The arbitration agreement itself must also provide basic protections for the resident, including that the agreement --

  • be entered into by the resident voluntarily;
  • provide for the selection of a neutral arbitrator agreed upon by the parties; and
  • provide for selection of a venue convenient to both

Additionally, the arbitration agreement may not:

  • condition a resident’s right to remain in a facility upon the resident/resident’s representative signing a binding arbitration agreement;
  • contain any language that prohibits or discourages the resident or anyone else from communicating with federal, state, or local officials, including but not limited to federal and state surveyors, other federal or state health department employees, and representatives of the Office of the State Long-Term Care Ombudsman, in accordance with 42 CFR § 483.10(k).

The final rule further provides that the arbitration agreement may be signed by an individual other than the resident (i.e. the resident’s representative or guardian) only if:

  • allowed by state law;
  • all of the requirements in the final rule are met; and
  • the individual signing the arbitration agreement has no interest in the facility.

Finally, when a dispute is resolved through arbitration, a copy of the signed arbitration agreement, and the arbitrator’s final decision, must be retained by the facility for five years and available for inspection upon request by CMS or its designee. CMS noted that although arbitration proceedings themselves could still be confidential, the retention requirement will enable CMS to evaluate the impact of arbitration agreements on residents and the long term care industry.

Prospect for Legal Challenges to the Final Rule

A number of courts have invalidated state-law initiatives to ban binding arbitration agreements between residents and nursing homes as contrary to the Federal Arbitration Act (9 U.S.C.A. Section 1 et seq.) (the “FAA”). Moreover, the Supreme Court in Marmet Health Care Center, Inc. v. Brown, 132 S.Ct. 1201 (2012), vacated a state court’s holding that pre-dispute arbitration agreements pertaining to claims of personal injury or wrongful death were unenforceable as against public policy, citing to the FAA.

Legal action to challenge the validity of the final rule thus remains a distinct possibility. The outcome of any such litigation, however, is uncertain.
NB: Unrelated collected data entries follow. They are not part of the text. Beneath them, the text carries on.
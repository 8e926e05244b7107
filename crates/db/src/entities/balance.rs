//! Balance Engine (C3): `balances`, the flat index keyed by account,
//! period, and the five dimension values.

use sea_orm::entity::prelude::*;
use serde::{Deserialize, Serialize};

#[derive(Clone, Debug, PartialEq, Eq, DeriveEntityModel, Serialize, Deserialize)]
#[sea_orm(table_name = "balances")]
pub struct Model {
    #[sea_orm(primary_key, auto_increment = false)]
    pub id: Uuid,
    pub account_code: String,
    pub period: String,
    pub dept_id: Uuid,
    pub project_id: Uuid,
    pub customer_id: Uuid,
    pub supplier_id: Uuid,
    pub employee_id: Uuid,
    pub opening_balance: Decimal,
    pub debit_amount: Decimal,
    pub credit_amount: Decimal,
    pub closing_balance: Decimal,
    pub foreign_opening: Option<Decimal>,
    pub foreign_debit: Option<Decimal>,
    pub foreign_credit: Option<Decimal>,
    pub foreign_closing: Option<Decimal>,
    pub currency_code: Option<String>,
}

#[derive(Copy, Clone, Debug, EnumIter, DeriveRelation)]
pub enum Relation {
    #[sea_orm(
        belongs_to = "super::coa::accounts::Entity",
        from = "Column::AccountCode",
        to = "super::coa::accounts::Column::Code"
    )]
    Account,
}

impl ActiveModelBehavior for ActiveModel {}
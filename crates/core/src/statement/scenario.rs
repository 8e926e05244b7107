//! Scenario sub-mode (spec 4.5.2): re-runs the model-mode calculation for
//! each value of a swept driver field, in parallel (grounded on the
//! reference workspace's `SimulationEngine::run`, which fans out one
//! `par_iter` pass per swept point).

use rust_decimal::Decimal;
use rayon::prelude::*;
use serde::{Deserialize, Serialize};

use super::driver::DriverRecord;
use super::error::StatementError;
use super::model_mode::{iterate, IterationOutcome};

/// One point of a scenario sweep: the swept value and the outcome it
/// produced.
#[derive(Debug, Clone)]
pub struct ScenarioPoint {
    /// The value substituted for the swept field.
    pub value: Decimal,
    /// The iterated reconciliation outcome at that value.
    pub outcome: IterationOutcome,
}

/// Serializable projection of a [`ScenarioPoint`], keyed by the swept
/// field's value, for API responses.
#[derive(Debug, Clone, Serialize, Deserialize)]
pub struct ScenarioRow {
    /// The swept value.
    pub value: Decimal,
    /// Net income at this point.
    pub net_income: Decimal,
    /// Closing cash at this point.
    pub closing_cash: Decimal,
    /// Whether this point balanced.
    pub is_balanced: bool,
    /// Whether the iteration converged at this point.
    pub iteration_converged: bool,
}

impl From<&ScenarioPoint> for ScenarioRow {
    fn from(point: &ScenarioPoint) -> Self {
        Self {
            value: point.value,
            net_income: point.outcome.result.net_income,
            closing_cash: point.outcome.result.closing_cash,
            is_balanced: point.outcome.result.is_balanced,
            iteration_converged: point.outcome.converged,
        }
    }
}

/// Runs the iterated reconciliation once per value in `values`, sweeping
/// `field` on the base driver, in parallel across the swept values (each
/// run is independent: no shared mutable ledger state, so this is the one
/// place spec 5's "no internal parallelism" is deliberately relaxed).
///
/// # Errors
///
/// Returns [`StatementError::UnknownField`] if `field` is not a
/// recognized driver field.
pub fn scenario_sweep(
    base: &DriverRecord,
    field: &str,
    values: &[Decimal],
    max_iterations: u32,
    tolerance: Decimal,
) -> Result<Vec<ScenarioPoint>, StatementError> {
    // Validate the field name once, up front, so a typo fails fast
    // instead of after fanning out `values.len()` parallel runs.
    base.with_field(field, Decimal::ZERO)
        .map_err(StatementError::UnknownField)?;

    let points: Vec<ScenarioPoint> = values
        .par_iter()
        .map(|&value| {
            let driver = base
                .with_field(field, value)
                .expect("field validated above");
            let outcome = iterate(&driver, max_iterations, tolerance);
            ScenarioPoint { value, outcome }
        })
        .collect();

    Ok(points)
}

#[cfg(test)]
mod tests {
    use super::*;
    use crate::statement::model_mode::DEFAULT_TOLERANCE;
    use rust_decimal_macros::dec;

    #[test]
    fn sweeps_revenue_and_preserves_order() {
        let base = DriverRecord::new(dec!(10000), dec!(6000), dec!(1000));
        let values = vec![dec!(5000), dec!(10000), dec!(15000)];
        let points = scenario_sweep(&base, "revenue", &values, 5, DEFAULT_TOLERANCE).unwrap();
        assert_eq!(points.len(), 3);
        assert_eq!(points[0].value, dec!(5000));
        assert_eq!(points[2].value, dec!(15000));
        // Higher revenue -> higher net income, holding cost fixed.
        assert!(points[2].outcome.result.net_income > points[0].outcome.result.net_income);
    }

    #[test]
    fn unknown_field_fails_fast() {
        let base = DriverRecord::new(dec!(1), dec!(1), dec!(1));
        let result = scenario_sweep(&base, "not_a_field", &[dec!(1)], 1, DEFAULT_TOLERANCE);
        assert!(matches!(result, Err(StatementError::UnknownField(_))));
    }
}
In this regard, the FAA contains a “saving clause”, which provides that agreements to arbitrate may be invalidated under common-law grounds such as “fraud, duress or unconscionability”. In its preamble to the final rule, CMS acknowledges that an argument could be made that a pre-dispute arbitration agreement should not be enforced based on the “savings clause”. For its part, CMS notes that the negative comments it received to the Proposed Regulations “confirmed our conclusion that pre-dispute arbitration clauses are, by their very nature, unconscionable. . . [i]t is virtually impossible for a resident or their surrogate decision-maker to give fully informed or voluntary consent to such arbitration provisions [when] refusing to agree to the arbitration clause, in most cases, means that care will be denied.” Under CMS’ view, the enforceability of all nursing home admission agreements containing arbitration clauses -- including existing agreements signed prior to November 28, 2016 -- would be vulnerable to challenge as “unconscionable”.

Key Takeaway: At the very least, nursing home providers should review and revise their form admission agreements now, where necessary, so as to ensure that, on and after November 28, 2016, they do not contain mandatory arbitration provisions and otherwise are compliant with the final rule.